> About this exercise
Which of the lines below contain the string "join"? Pull each one out of the data.

[Stored items]
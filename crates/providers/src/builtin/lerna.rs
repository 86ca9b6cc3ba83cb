//! Lerna provider.

use crate::traits::MonorepoProvider;
use crate::util::read_json_lenient;
use monoenv_core::Detection;
use serde_json::{Value, json};
use std::path::Path;

/// Detects Lerna roots via `lerna.json`; 95 base, 99 with a `packages` field.
pub struct LernaProvider;

impl MonorepoProvider for LernaProvider {
    fn name(&self) -> &str {
        "lerna"
    }

    fn priority(&self) -> u32 {
        3
    }

    fn detect(&self, dir: &Path) -> Detection {
        let marker = dir.join("lerna.json");
        if !marker.is_file() {
            return Detection::not_found();
        }

        match read_json_lenient(&marker) {
            Some(config) => {
                let packages = config.get("packages").cloned();
                let confidence = if packages.is_some() { 99 } else { 95 };
                Detection::found_with_metadata(
                    confidence,
                    json!({
                        "marker": "lerna.json",
                        "packages": packages,
                    }),
                )
            }
            None => Detection::found(95),
        }
    }

    fn workspace_patterns(&self) -> Vec<String> {
        vec!["packages/*".to_string()]
    }

    fn dynamic_workspace_patterns(&self, metadata: Option<&Value>) -> Vec<String> {
        let configured: Vec<String> = metadata
            .and_then(|m| m.get("packages"))
            .and_then(Value::as_array)
            .map(|packages| {
                packages
                    .iter()
                    .filter_map(Value::as_str)
                    .map(ToString::to_string)
                    .collect()
            })
            .unwrap_or_default();

        if configured.is_empty() {
            self.workspace_patterns()
        } else {
            configured
        }
    }
}

#[cfg(test)]
mod tests {
    use super::*;
    use std::fs;
    use tempfile::TempDir;

    #[test]
    fn packages_field_bumps_confidence() {
        let dir = TempDir::new().unwrap();
        fs::write(
            dir.path().join("lerna.json"),
            r#"{"packages": ["modules/*"]}"#,
        )
        .unwrap();

        let detection = LernaProvider.detect(dir.path());
        assert_eq!(detection.confidence, 99);

        let patterns = LernaProvider.dynamic_workspace_patterns(detection.metadata.as_ref());
        assert_eq!(patterns, vec!["modules/*"]);
    }

    #[test]
    fn bare_marker_scores_95_with_default_patterns() {
        let dir = TempDir::new().unwrap();
        fs::write(dir.path().join("lerna.json"), r#"{"version": "5.0.0"}"#).unwrap();

        let detection = LernaProvider.detect(dir.path());
        assert_eq!(detection.confidence, 95);
        assert_eq!(
            LernaProvider.dynamic_workspace_patterns(detection.metadata.as_ref()),
            vec!["packages/*"]
        );
    }

    #[test]
    fn no_marker_is_not_detected() {
        let dir = TempDir::new().unwrap();
        assert!(!LernaProvider.detect(dir.path()).is_match());
    }
}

> Task answer
        let marker = dir.join("lerna.json");
            dir.path().join("lerna.json"),
        fs::write(dir.path().join("lerna.json"), r#"{"version": "5.0.0"}"#).unwrap();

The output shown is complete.